Cars known as ‘Compact SUVs’, for example, will be masked. Terrain wagons are not SUVs, and will be masked instead. You can consider looking up the license plate to determine if the car is a SUV.
TRAFFIC LIGHTS
Only the light will be labelled, not the post. Lights can be labelled together if they are right next to each other. The backs of traffic lights may also be labelled.
TRAFFIC SIGNS
If traffic signs occur together (so right next to each other), they will be labelled together. Signs over the highway should be labelled. The pole is not labelled, only the sign. A traffic sign will also be labelled if only the back is visible in the image. Street names will not be labelled as traffic signs.
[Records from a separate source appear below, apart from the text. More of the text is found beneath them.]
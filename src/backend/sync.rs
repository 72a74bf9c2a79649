// Synchronization primitives and the per-frame cycle
//
// Fences for GPU-CPU sync, semaphores for GPU-GPU sync. Each frame in
// flight owns one command buffer, its image-available semaphore and its
// fence; the frame counter walks them in a ring. Render-finished
// semaphores belong to swapchain images: presentation of an image holds
// its semaphore until that image is acquired again.
//
// FRAME CYCLE:
//   Idle -> Acquired -> Recording -> Submitted -> Presented -> Idle
//
//   wait+reset fence, acquire image (signals image_available)
//   reset + record command buffer
//   submit (waits image_available at COLOR_ATTACHMENT_OUTPUT,
//           signals render_finished[image] + in_flight fence)
//   present (waits render_finished[image])

use ash::vk;
use std::sync::Arc;

use super::commands::{CommandRecorder, RenderTarget};
use super::device::Device;
use super::error::{frame_call, init_call, InitializationError, RuntimeError};
use super::swapchain::Swapchain;

/// Submission waits for the acquired image only where color is written.
pub const IMAGE_AVAILABLE_WAIT_STAGE: vk::PipelineStageFlags =
    vk::PipelineStageFlags::COLOR_ATTACHMENT_OUTPUT;

/// Objects used by one frame in flight
#[derive(Debug, Clone, Copy, PartialEq, Eq)]
pub struct FrameState {
    pub command_buffer: vk::CommandBuffer,
    pub image_available: vk::Semaphore,
    pub in_flight_fence: vk::Fence,
}

/// Where the current frame is in its cycle. Each phase is entered before
/// the step it names runs, so a failure reports the step that failed.
#[derive(Debug, Clone, Copy, PartialEq, Eq)]
pub enum FramePhase {
    Idle,
    Acquired,
    Recording,
    Submitted,
    Presented,
}

/// The GPU-facing half of a frame. Implemented over Vulkan for rendering
/// and by fakes in tests.
pub trait FrameBackend {
    /// Block until `fence` is signaled (no timeout).
    fn wait_for_fence(&mut self, fence: vk::Fence) -> Result<(), RuntimeError>;

    fn reset_fence(&mut self, fence: vk::Fence) -> Result<(), RuntimeError>;

    fn acquire_next_image(&mut self, signal: vk::Semaphore) -> Result<u32, RuntimeError>;

    /// Reset `cmd` and record the frame for `image_index` into it.
    fn record(&mut self, cmd: vk::CommandBuffer, image_index: u32) -> Result<(), RuntimeError>;

    fn submit(
        &mut self,
        cmd: vk::CommandBuffer,
        wait: vk::Semaphore,
        wait_stage: vk::PipelineStageFlags,
        signal: vk::Semaphore,
        fence: vk::Fence,
    ) -> Result<(), RuntimeError>;

    fn present(&mut self, image_index: u32, wait: vk::Semaphore) -> Result<(), RuntimeError>;
}

/// Drives acquire -> record -> submit -> present over a ring of frames.
pub struct FrameSynchronizer {
    frames: Vec<FrameState>,
    /// Indexed by swapchain image
    render_finished: Vec<vk::Semaphore>,
    current_frame: usize,
    phase: FramePhase,
}

impl FrameSynchronizer {
    pub fn new(frames: Vec<FrameState>, render_finished: Vec<vk::Semaphore>) -> Self {
        assert!(!frames.is_empty(), "at least one frame in flight is required");
        assert!(
            !render_finished.is_empty(),
            "at least one render-finished semaphore is required"
        );
        Self {
            frames,
            render_finished,
            current_frame: 0,
            phase: FramePhase::Idle,
        }
    }

    pub fn frames(&self) -> &[FrameState] {
        &self.frames
    }

    pub fn render_finished(&self) -> &[vk::Semaphore] {
        &self.render_finished
    }

    pub fn frames_in_flight(&self) -> usize {
        self.frames.len()
    }

    pub fn current_frame(&self) -> usize {
        self.current_frame
    }

    pub fn phase(&self) -> FramePhase {
        self.phase
    }

    /// Run one full frame cycle and return the presented image index.
    ///
    /// Errors leave the phase where the cycle stopped; nothing is retried.
    pub fn draw_frame<B: FrameBackend>(&mut self, backend: &mut B) -> Result<u32, RuntimeError> {
        let frame = self.frames[self.current_frame];
        self.phase = FramePhase::Idle;

        // Throttle: the GPU must be done with this slot's command buffer
        backend.wait_for_fence(frame.in_flight_fence)?;
        backend.reset_fence(frame.in_flight_fence)?;

        let image_index = backend.acquire_next_image(frame.image_available)?;
        self.phase = FramePhase::Acquired;

        let render_finished = self
            .render_finished
            .get(image_index as usize)
            .copied()
            .ok_or(RuntimeError::UnknownImage(image_index))?;

        self.phase = FramePhase::Recording;
        backend.record(frame.command_buffer, image_index)?;

        self.phase = FramePhase::Submitted;
        backend.submit(
            frame.command_buffer,
            frame.image_available,
            IMAGE_AVAILABLE_WAIT_STAGE,
            render_finished,
            frame.in_flight_fence,
        )?;

        self.phase = FramePhase::Presented;
        backend.present(image_index, render_finished)?;

        // No CPU wait here; the next use of this slot waits on its fence
        self.current_frame = (self.current_frame + 1) % self.frames.len();
        self.phase = FramePhase::Idle;

        Ok(image_index)
    }
}

/// Command pool and sync objects, destroyed together.
pub struct FrameResources {
    pub sync: FrameSynchronizer,
    command_pool: vk::CommandPool,
    device: Arc<Device>,
}

impl FrameResources {
    pub fn new(
        device: Arc<Device>,
        frames_in_flight: usize,
        image_count: usize,
    ) -> Result<Self, InitializationError> {
        let frames_in_flight = frames_in_flight.max(1);
        if image_count == 0 {
            return Err(InitializationError::SurfaceUnsupported(
                "swapchain has no images".to_string(),
            ));
        }

        let pool_info = vk::CommandPoolCreateInfo::builder()
            .queue_family_index(device.queue_families.graphics)
            // RESET: each frame re-records its own buffer
            .flags(vk::CommandPoolCreateFlags::RESET_COMMAND_BUFFER);

        let command_pool = unsafe { device.device.create_command_pool(&pool_info, None) }
            .map_err(init_call("vkCreateCommandPool"))?;

        let alloc_info = vk::CommandBufferAllocateInfo::builder()
            .command_pool(command_pool)
            .level(vk::CommandBufferLevel::PRIMARY)
            .command_buffer_count(frames_in_flight as u32);

        let command_buffers = match unsafe { device.device.allocate_command_buffers(&alloc_info) } {
            Ok(buffers) => buffers,
            Err(result) => {
                unsafe { device.device.destroy_command_pool(command_pool, None) };
                return Err(InitializationError::Vulkan {
                    call: "vkAllocateCommandBuffers",
                    result,
                });
            }
        };

        let mut frames = Vec::with_capacity(frames_in_flight);
        let mut render_finished = Vec::with_capacity(image_count);
        if let Err(e) = create_sync_objects(
            &device.device,
            command_buffers,
            image_count,
            &mut frames,
            &mut render_finished,
        ) {
            unsafe {
                destroy_sync_objects(&device.device, &frames, &render_finished);
                device.device.destroy_command_pool(command_pool, None);
            }
            return Err(e);
        }

        let sync = FrameSynchronizer::new(frames, render_finished);
        log::info!(
            "Created {} frame(s) in flight for {} swapchain image(s)",
            sync.frames_in_flight(),
            sync.render_finished().len()
        );

        Ok(Self {
            sync,
            command_pool,
            device,
        })
    }
}

impl Drop for FrameResources {
    fn drop(&mut self) {
        log::debug!("Destroying frame resources");
        unsafe {
            destroy_sync_objects(
                &self.device.device,
                self.sync.frames(),
                self.sync.render_finished(),
            );
            // Also frees the command buffers
            self.device.device.destroy_command_pool(self.command_pool, None);
        }
    }
}

fn create_semaphore(device: &ash::Device) -> Result<vk::Semaphore, InitializationError> {
    let semaphore_info = vk::SemaphoreCreateInfo::builder();
    unsafe { device.create_semaphore(&semaphore_info, None) }
        .map_err(init_call("vkCreateSemaphore"))
}

/// Fills `frames` and `render_finished`; on error they hold what was created.
fn create_sync_objects(
    device: &ash::Device,
    command_buffers: Vec<vk::CommandBuffer>,
    image_count: usize,
    frames: &mut Vec<FrameState>,
    render_finished: &mut Vec<vk::Semaphore>,
) -> Result<(), InitializationError> {
    for command_buffer in command_buffers {
        frames.push(create_frame(device, command_buffer)?);
    }
    for _ in 0..image_count {
        render_finished.push(create_semaphore(device)?);
    }
    Ok(())
}

fn create_frame(
    device: &ash::Device,
    command_buffer: vk::CommandBuffer,
) -> Result<FrameState, InitializationError> {
    // Start signaled so the first wait returns immediately
    let fence_info = vk::FenceCreateInfo::builder().flags(vk::FenceCreateFlags::SIGNALED);

    let image_available = create_semaphore(device)?;

    let in_flight_fence = match unsafe { device.create_fence(&fence_info, None) } {
        Ok(fence) => fence,
        Err(result) => {
            unsafe { device.destroy_semaphore(image_available, None) };
            return Err(init_call("vkCreateFence")(result));
        }
    };

    Ok(FrameState {
        command_buffer,
        image_available,
        in_flight_fence,
    })
}

unsafe fn destroy_sync_objects(
    device: &ash::Device,
    frames: &[FrameState],
    render_finished: &[vk::Semaphore],
) {
    for frame in frames {
        device.destroy_semaphore(frame.image_available, None);
        device.destroy_fence(frame.in_flight_fence, None);
    }
    for &semaphore in render_finished {
        device.destroy_semaphore(semaphore, None);
    }
}

/// `FrameBackend` over the real device, swapchain and recorder.
pub struct VulkanFrameBackend<'a> {
    device: &'a Device,
    swapchain: &'a Swapchain,
    recorder: CommandRecorder<'a>,
}

impl<'a> VulkanFrameBackend<'a> {
    pub fn new(device: &'a Device, swapchain: &'a Swapchain, pipeline: vk::Pipeline) -> Self {
        Self {
            device,
            swapchain,
            recorder: CommandRecorder::new(&device.device, pipeline),
        }
    }
}

impl FrameBackend for VulkanFrameBackend<'_> {
    fn wait_for_fence(&mut self, fence: vk::Fence) -> Result<(), RuntimeError> {
        unsafe { self.device.device.wait_for_fences(&[fence], true, u64::MAX) }
            .map_err(frame_call("vkWaitForFences"))
    }

    fn reset_fence(&mut self, fence: vk::Fence) -> Result<(), RuntimeError> {
        unsafe { self.device.device.reset_fences(&[fence]) }.map_err(frame_call("vkResetFences"))
    }

    fn acquire_next_image(&mut self, signal: vk::Semaphore) -> Result<u32, RuntimeError> {
        self.swapchain.acquire_next_image(u64::MAX, signal)
    }

    fn record(&mut self, cmd: vk::CommandBuffer, image_index: u32) -> Result<(), RuntimeError> {
        let i = image_index as usize;
        let (image, view) = match (self.swapchain.images.get(i), self.swapchain.image_views.get(i)) {
            (Some(&image), Some(&view)) => (image, view),
            _ => return Err(RuntimeError::UnknownImage(image_index)),
        };

        unsafe {
            self.device
                .device
                .reset_command_buffer(cmd, vk::CommandBufferResetFlags::empty())
        }
        .map_err(frame_call("vkResetCommandBuffer"))?;

        self.recorder.record(
            cmd,
            RenderTarget {
                image,
                view,
                extent: self.swapchain.extent(),
            },
        )
    }

    fn submit(
        &mut self,
        cmd: vk::CommandBuffer,
        wait: vk::Semaphore,
        wait_stage: vk::PipelineStageFlags,
        signal: vk::Semaphore,
        fence: vk::Fence,
    ) -> Result<(), RuntimeError> {
        let wait_semaphores = [wait];
        let wait_stages = [wait_stage];
        let signal_semaphores = [signal];
        let command_buffers = [cmd];

        let submit_info = vk::SubmitInfo::builder()
            .wait_semaphores(&wait_semaphores)
            .wait_dst_stage_mask(&wait_stages)
            .command_buffers(&command_buffers)
            .signal_semaphores(&signal_semaphores);

        unsafe {
            self.device
                .device
                .queue_submit(self.device.graphics_queue, &[submit_info.build()], fence)
        }
        .map_err(frame_call("vkQueueSubmit"))
    }

    fn present(&mut self, image_index: u32, wait: vk::Semaphore) -> Result<(), RuntimeError> {
        self.swapchain
            .present(self.device.present_queue, image_index, &[wait])
    }
}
Bike routes (the red and white signs with directions on them for bikes) will also not be labelled. Stop signs are not considered Traffic signs.
VANS
Vans are larger than cars or SUVs. Vans are vehicles designed to transport passengers in the rear seating row(s) or large objects in the trunk. Minivans are included in this category. They may have windows, but this is not necessary.
MASKS
All objects that would belong to a category, but are not clearly separate from another object in the image.
For example, a bike standing in front of a compact car may be masked. If there are lots of the same object in a picture (such as balcony doors), you may mask to avoid applying lots and lots of labels. Do not mask objects that do not belong to any category except if specified else in one of the above categories.
Masks may overlap or be placed inside an object tag.